Methylnitronitrosoguanidine (MNNG or MNG, NTG when referred to colloquially as nitrosoguanidine) is a biochemical tool used experimentally as a carcinogen and mutagen. It acts by adding alkyl groups to the O6 of guanine and O4 of thymine, which can lead to transition mutations between GC and AT. These changes do not cause a heavy distortion in the double helix of DNA and thus are hard to detect by the DNA mismatch repair system.

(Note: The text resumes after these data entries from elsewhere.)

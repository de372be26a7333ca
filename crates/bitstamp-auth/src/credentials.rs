//! Authentication credentials for Bitstamp API
//!
//! # Security
//!
//! The API secret is stored using the `secrecy` crate which:
//! - Zeroizes memory on drop (prevents memory scanning)
//! - Prevents accidental logging via Debug impl
//! - Provides explicit access via `expose_secret()`

use secrecy::{ExposeSecret, SecretString};

use crate::error::{AuthError, AuthResult};

/// API credentials for authenticated requests
///
/// Immutable once constructed. The secret never leaves this struct except
/// as the key of the request signature.
pub struct Credentials {
    /// API key (public)
    api_key: String,
    /// API secret (zeroized on drop)
    api_secret: SecretString,
    /// Customer ID of the account owning the key
    client_id: String,
}

impl Credentials {
    /// Create new credentials
    ///
    /// # Arguments
    /// * `api_key` - Your Bitstamp API key
    /// * `api_secret` - The secret generated together with the key
    /// * `client_id` - Your Bitstamp customer ID
    pub fn new(
        api_key: impl Into<String>,
        api_secret: impl Into<String>,
        client_id: impl Into<String>,
    ) -> AuthResult<Self> {
        let api_key = api_key.into();
        let api_secret = api_secret.into();
        let client_id = client_id.into();

        if api_key.is_empty() {
            return Err(AuthError::InvalidCredentials("API key is empty".to_string()));
        }
        if api_secret.is_empty() {
            return Err(AuthError::InvalidCredentials("API secret is empty".to_string()));
        }
        if client_id.is_empty() {
            return Err(AuthError::InvalidCredentials("client ID is empty".to_string()));
        }

        Ok(Self {
            api_key,
            api_secret: SecretString::from(api_secret),
            client_id,
        })
    }

    /// Create credentials from environment variables
    ///
    /// Reads `BITSTAMP_API_KEY`, `BITSTAMP_API_SECRET` and `BITSTAMP_CLIENT_ID`.
    pub fn from_env() -> AuthResult<Self> {
        let api_key = read_env("BITSTAMP_API_KEY")?;
        let api_secret = read_env("BITSTAMP_API_SECRET")?;
        let client_id = read_env("BITSTAMP_CLIENT_ID")?;

        Self::new(api_key, api_secret, client_id)
    }

    /// Get the API key
    pub fn api_key(&self) -> &str {
        &self.api_key
    }

    /// Get the customer ID
    pub fn client_id(&self) -> &str {
        &self.client_id
    }

    /// Controlled access to the secret for signing
    pub(crate) fn secret_bytes(&self) -> &[u8] {
        self.api_secret.expose_secret().as_bytes()
    }
}

fn read_env(name: &str) -> AuthResult<String> {
    std::env::var(name).map_err(|_| AuthError::EnvVarNotSet(name.to_string()))
}

impl Clone for Credentials {
    /// Clone credentials (creates a new secret container with the same content)
    fn clone(&self) -> Self {
        Self {
            api_key: self.api_key.clone(),
            api_secret: SecretString::from(self.api_secret.expose_secret().to_owned()),
            client_id: self.client_id.clone(),
        }
    }
}

impl std::fmt::Debug for Credentials {
    fn fmt(&self, f: &mut std::fmt::Formatter<'_>) -> std::fmt::Result {
        f.debug_struct("Credentials")
            .field(
                "api_key",
                &format!("{}...", self.api_key.chars().take(8).collect::<String>()),
            )
            .field("api_secret", &"[REDACTED]")
            .field("client_id", &self.client_id)
            .finish()
    }
}

#[cfg(test)]
mod tests {
    use super::*;

    #[test]
    fn test_credentials_debug_redacts_secret() {
        let creds = Credentials::new("abcdefghijkl", "very_secret_value", "123456").unwrap();
        let debug = format!("{:?}", creds);
        assert!(!debug.contains("very_secret_value"));
        assert!(!debug.contains("ijkl"));
        assert!(debug.contains("[REDACTED]"));
    }

    #[test]
    fn test_debug_truncates_non_ascii_key_on_char_boundary() {
        let creds = Credentials::new("kéykéykéykéy", "secret", "1").unwrap();
        let debug = format!("{:?}", creds);
        assert!(debug.contains("\"kéykéyké...\""));
    }

    #[test]
    fn test_empty_fields_rejected() {
        assert!(Credentials::new("", "secret", "1").is_err());
        assert!(Credentials::new("key", "", "1").is_err());
        assert!(Credentials::new("key", "secret", "").is_err());
    }

    #[test]
    fn test_clone_keeps_secret() {
        let creds = Credentials::new("key", "secret", "42").unwrap();
        let cloned = creds.clone();
        assert_eq!(cloned.api_key(), "key");
        assert_eq!(cloned.client_id(), "42");
        assert_eq!(cloned.secret_bytes(), b"secret");
    }
}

One of the earliest uses of methylnitronitrosoguanidine was in 1985. A group of scientists tested whether or not the chemical composition of methylnitronitrosoguanidine would directly affect the growth of tumors and cancer cells in rats.

In the experiment, the cancer cells from a Japanese cancer patient was injected into 8 rats. The biochemical tool and showed a decline of cancer cells in a few of the rats' bodies.

In organic chemistry, MNNG is used as a source of diazomethane when reacted with aqueous potassium hydroxide.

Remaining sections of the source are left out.